Stored data entries:
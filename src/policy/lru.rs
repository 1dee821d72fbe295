//! # Least Recently Used (LRU) replacement policy
//!
//! Every read or write of a key moves it to the most-recently-used end; the
//! victim is always the entry that has gone longest without a reference.
//!
//! ## Architecture
//!
//! ```text
//!   ┌──────────────────────────────────────────────────────────────────────┐
//!   │                          LruCache<K, V>                              │
//!   │                                                                      │
//!   │   map: FxHashMap<K, SlotId>                                          │
//!   │   ┌─────────┬────────┐                                               │
//!   │   │  page_1 │  id_1  │──────────┐                                    │
//!   │   │  page_2 │  id_2  │──────────┼────────┐                           │
//!   │   │  page_3 │  id_3  │──────────┼────────┼────────┐                  │
//!   │   └─────────┴────────┘          ▼        ▼        ▼                  │
//!   │                                                                      │
//!   │   order: IntrusiveList<Entry<K, V>>                                  │
//!   │     head ──► [id_1] ◄──► [id_2] ◄──► [id_3] ◄── tail                 │
//!   │     (LRU, next victim)                  (MRU, last referenced)       │
//!   └──────────────────────────────────────────────────────────────────────┘
//! ```
//!
//! ## Flows
//!
//! ```text
//!   insert(new key), full:   pop_front (evict LRU) → push_back
//!   insert(existing key):    replace value → move_to_back
//!   get(key):                move_to_back → &value
//! ```
//!
//! ## Example
//!
//! ```
//! use cacheevict::policy::lru::LruCache;
//! use cacheevict::traits::CoreCache;
//!
//! let mut cache = LruCache::new(2);
//! cache.insert("a", 1);
//! cache.insert("b", 2);
//! cache.get(&"a");
//! cache.insert("c", 3);
//!
//! assert!(cache.contains(&"a"));
//! assert!(!cache.contains(&"b"));
//! ```
//!
//! ## Thread Safety
//!
//! `LruCache` is not thread-safe; use [`crate::builder::Cache`] for shared access.

use std::fmt;
use std::hash::Hash;

use rustc_hash::FxHashMap;
use tracing::trace;

use crate::ds::{IntrusiveList, SlotId};
use crate::error::ConfigError;
#[cfg(feature = "metrics")]
use crate::metrics::{
    CacheMetrics, CacheMetricsSnapshot, CoreMetricsRecorder, MetricsSnapshotProvider,
};
use crate::traits::CoreCache;

#[derive(Debug)]
struct Entry<K, V> {
    key: K,
    value: V,
}

/// Recency-ordered cache. See the module docs.
pub struct LruCache<K, V> {
    map: FxHashMap<K, SlotId>,
    /// head = LRU, tail = MRU
    order: IntrusiveList<Entry<K, V>>,
    capacity: usize,
    #[cfg(feature = "metrics")]
    metrics: CacheMetrics,
}

impl<K, V> LruCache<K, V>
where
    K: Eq + Hash + Clone,
{
    /// Creates a cache holding at most `capacity` entries.
    ///
    /// A zero capacity yields a cache that stores nothing.
    ///
    /// ```
    /// use cacheevict::policy::lru::LruCache;
    /// use cacheevict::traits::CoreCache;
    ///
    /// let cache: LruCache<String, i32> = LruCache::new(100);
    /// assert_eq!(cache.capacity(), 100);
    /// assert!(cache.is_empty());
    /// ```
    pub fn new(capacity: usize) -> Self {
        Self {
            map: FxHashMap::with_capacity_and_hasher(capacity, Default::default()),
            order: IntrusiveList::with_capacity(capacity),
            capacity,
            #[cfg(feature = "metrics")]
            metrics: CacheMetrics::default(),
        }
    }

    /// Like [`new`](Self::new), but fails on zero capacity.
    pub fn try_new(capacity: usize) -> Result<Self, ConfigError> {
        if capacity == 0 {
            return Err(ConfigError::ZeroCapacity);
        }
        Ok(Self::new(capacity))
    }

    /// Returns the least recently used entry without touching it.
    pub fn peek_lru(&self) -> Option<(&K, &V)> {
        self.order.front().map(|entry| (&entry.key, &entry.value))
    }

    fn evict_lru(&mut self) {
        if let Some(entry) = self.order.pop_front() {
            self.map.remove(&entry.key);
            #[cfg(feature = "metrics")]
            self.metrics.record_evicted_entry();
            trace!(capacity = self.capacity, "lru evicted least recently used entry");
        }
    }

    #[cfg(any(test, debug_assertions))]
    pub fn debug_validate_invariants(&self) {
        self.order.debug_validate_invariants();
        assert_eq!(self.map.len(), self.order.len(), "map/list size mismatch");
        assert!(self.order.len() <= self.capacity, "list exceeds capacity");
        for (key, &id) in &self.map {
            let entry = self.order.get(id).expect("indexed slot missing from list");
            assert!(entry.key == *key, "index points at a different key");
        }
    }
}

impl<K, V> CoreCache<K, V> for LruCache<K, V>
where
    K: Eq + Hash + Clone,
{
    fn insert(&mut self, key: K, value: V) -> Option<V> {
        if let Some(&id) = self.map.get(&key) {
            #[cfg(feature = "metrics")]
            self.metrics.record_insert_update();
            self.order.move_to_back(id);
            return self
                .order
                .get_mut(id)
                .map(|entry| std::mem::replace(&mut entry.value, value));
        }

        if self.capacity == 0 {
            return None;
        }

        #[cfg(feature = "metrics")]
        self.metrics.record_insert_new();

        if self.order.len() >= self.capacity {
            self.evict_lru();
        }

        let id = self.order.push_back(Entry {
            key: key.clone(),
            value,
        });
        self.map.insert(key, id);
        None
    }

    fn get(&mut self, key: &K) -> Option<&V> {
        let Some(&id) = self.map.get(key) else {
            #[cfg(feature = "metrics")]
            self.metrics.record_get_miss();
            return None;
        };

        #[cfg(feature = "metrics")]
        self.metrics.record_get_hit();

        self.order.move_to_back(id);
        self.order.get(id).map(|entry| &entry.value)
    }

    fn contains(&self, key: &K) -> bool {
        self.map.contains_key(key)
    }

    fn len(&self) -> usize {
        self.order.len()
    }

    fn capacity(&self) -> usize {
        self.capacity
    }

    fn clear(&mut self) {
        #[cfg(feature = "metrics")]
        self.metrics.record_clear();
        self.map.clear();
        self.order.clear();
    }
}

#[cfg(feature = "metrics")]
impl<K, V> MetricsSnapshotProvider<CacheMetricsSnapshot> for LruCache<K, V>
where
    K: Eq + Hash + Clone,
{
    fn snapshot(&self) -> CacheMetricsSnapshot {
        CacheMetricsSnapshot::capture(&self.metrics, self.order.len(), self.capacity)
    }
}

impl<K, V> fmt::Debug for LruCache<K, V> {
    fn fmt(&self, f: &mut fmt::Formatter<'_>) -> fmt::Result {
        f.debug_struct("LruCache")
            .field("capacity", &self.capacity)
            .field("len", &self.order.len())
            .finish()
    }
}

* **Task instructions**:
Go through the records above, find each line with the string "value", and copy it.

* **Solution**:
//!   insert(existing key):    replace value → move_to_back
//!   get(key):                move_to_back → &value
    value: V,
        self.order.front().map(|entry| (&entry.key, &entry.value))
    fn insert(&mut self, key: K, value: V) -> Option<V> {
                .map(|entry| std::mem::replace(&mut entry.value, value));
            value,
        self.order.get(id).map(|entry| &entry.value)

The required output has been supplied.